Warriors to become first NBA team with broad use of personal seat licenses

Warriors new season ticket requirement a bad sign? (2:09)

Jalen Rose reacts to the Warriors requiring fans to buy 30-year memberships at their new arena in order to purchase season tickets. (2:09)

This story has been corrected. Read below.

The Golden State Warriors are bringing the personal seat license to the NBA.

Officials with the defending NBA champions acknowledged Wednesday that to get season tickets at the team's new privately financed $1 billion Chase Center, which is slated to open in 2019, fans will have to pay a fee for the right to buy those tickets.

While pricing of the licenses has not been revealed, a team official confirmed to ESPN that the number of seats dedicated for season-ticket holders will decrease from the 14,500 currently at Oracle Arena in Oakland to roughly 12,000 at Chase Center in San Francisco. Half of the tickets will come with a per-seat cost of $15,000 or less. The other half would cost more than that.

The Warriors would return the money the fan paid for the right to buy tickets after 30 years. That essentially means the personal seat license, which will be called a "membership," is acting as an interest-free, tax-free loan to the team for three decades.

Fans can transfer or give back the license before the 30 years are up, so they aren't required to commit to the full term, but they won't get their money back until Year 30.

The Toronto Raptors are the only other NBA team with personal seat licenses, which are offered only for their best seats and also include rights for Toronto Maple Leafs tickets. A majority of NFL teams use licenses, however.

The membership will be transferable, but unlike in the NFL, the licenses will not be allowed to be resold for a value above the original price paid minus the years used.

If a fan sells the membership, the team is made aware of the price. If the price falls short of the full price paid less the payments already made, the Warriors will make up the difference at the end of the 30-year period to the original owner.

The Warriors will let fans pay for memberships in installments, though those plans haven't been formalized.

The unique payback program allows the Warriors to resist some local criticism that occurred after the San Francisco 49ers sold seat licenses at up to $80,000 per seat when Levi's Stadium opened in 2014. When the team flopped in recent years, Niners fans felt as if they were no longer getting what they paid for.
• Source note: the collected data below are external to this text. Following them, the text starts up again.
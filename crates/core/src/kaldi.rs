//! Writers for the Kaldi data directory.
//!
//! ```text
//! data/
//!   train/ test/   wav.scp utt2spk text
//!   dict/          lexicon.txt nonsilence_phones.txt silence_phones.txt
//!                  optional_silence.txt extra_questions.txt
//!   lm/            train_nounk.txt wordlist.txt
//! ```

use std::fs::File;
use std::io::{BufWriter, Write};
use std::path::{Path, PathBuf};

use crate::dictionary::DictionaryExport;
use crate::error::Result;
use crate::questions::{render_optional_silence, render_silence_phones};
use crate::transcripts::TranscriptMap;

fn write_file(path: &Path, contents: &str) -> Result<()> {
    std::fs::write(path, contents)?;
    log::info!("{} written.", path.display());
    Ok(())
}

/// Write `wav.scp`, `utt2spk` and `text` for one split. Every utterance is
/// its own speaker.
pub fn export_kaldi_data(dir: &Path, transcripts: &TranscriptMap) -> Result<()> {
    log::info!("Exporting kaldi data to {}...", dir.display());
    std::fs::create_dir_all(dir)?;

    let mut wav_scp = BufWriter::new(File::create(dir.join("wav.scp"))?);
    let mut utt2spk = BufWriter::new(File::create(dir.join("utt2spk"))?);
    let mut text = BufWriter::new(File::create(dir.join("text"))?);

    for (utt_id, utt) in transcripts {
        writeln!(text, "{} {}", utt_id, utt.transcript)?;
        writeln!(wav_scp, "{} {}", utt_id, utt.audio_path)?;
        writeln!(utt2spk, "{} {}", utt_id, utt_id)?;
    }

    wav_scp.flush()?;
    utt2spk.flush()?;
    text.flush()?;
    Ok(())
}

/// Write the five `dict/` files.
pub fn write_dict_dir(dir: &Path, export: &DictionaryExport) -> Result<()> {
    std::fs::create_dir_all(dir)?;
    write_file(&dir.join("lexicon.txt"), &export.render_lexicon())?;
    write_file(
        &dir.join("nonsilence_phones.txt"),
        &export.inventory.render_nonsilence_phones(),
    )?;
    write_file(&dir.join("silence_phones.txt"), &render_silence_phones())?;
    write_file(&dir.join("optional_silence.txt"), &render_optional_silence())?;
    write_file(&dir.join("extra_questions.txt"), &export.questions().render())?;
    Ok(())
}

/// Write the language model training text and word list.
///
/// Returns the `lm/` directory. Estimating the model itself (e.g. with
/// KenLM's `lmplz`) is left to the caller.
pub fn write_lm_training_data<'a>(
    data_dir: &Path,
    tokens: impl IntoIterator<Item = &'a str>,
    transcripts: &TranscriptMap,
) -> Result<PathBuf> {
    let lm_dir = data_dir.join("lm");
    std::fs::create_dir_all(&lm_dir)?;

    let mut text = String::new();
    for utt in transcripts.values() {
        text.push_str(&utt.transcript);
        text.push('\n');
    }
    write_file(&lm_dir.join("train_nounk.txt"), &text)?;

    let mut wordlist = String::new();
    for token in tokens {
        wordlist.push_str(token);
        wordlist.push('\n');
    }
    write_file(&lm_dir.join("wordlist.txt"), &wordlist)?;

    Ok(lm_dir)
}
Of their current players, the Warriors can only guarantee, at this point, that Stephen Curry and Draymond Green will be under contract in the first year of the Chase Center.

The Warriors probably won't struggle to sell the memberships. They have a season-ticket waiting list of more than 42,000 people who pay a one-time fee of $100.

The only time the NBA had a team establish the equivalent of a personal seat license was 30 years ago, when Utah Jazz owner Larry Miller established a seat license of sorts for courtside season-ticket holders, with the upfront money raised to fund the team's expenses.

The original version of this story omitted that the Raptors offer personal seat licenses for a limited number of seats.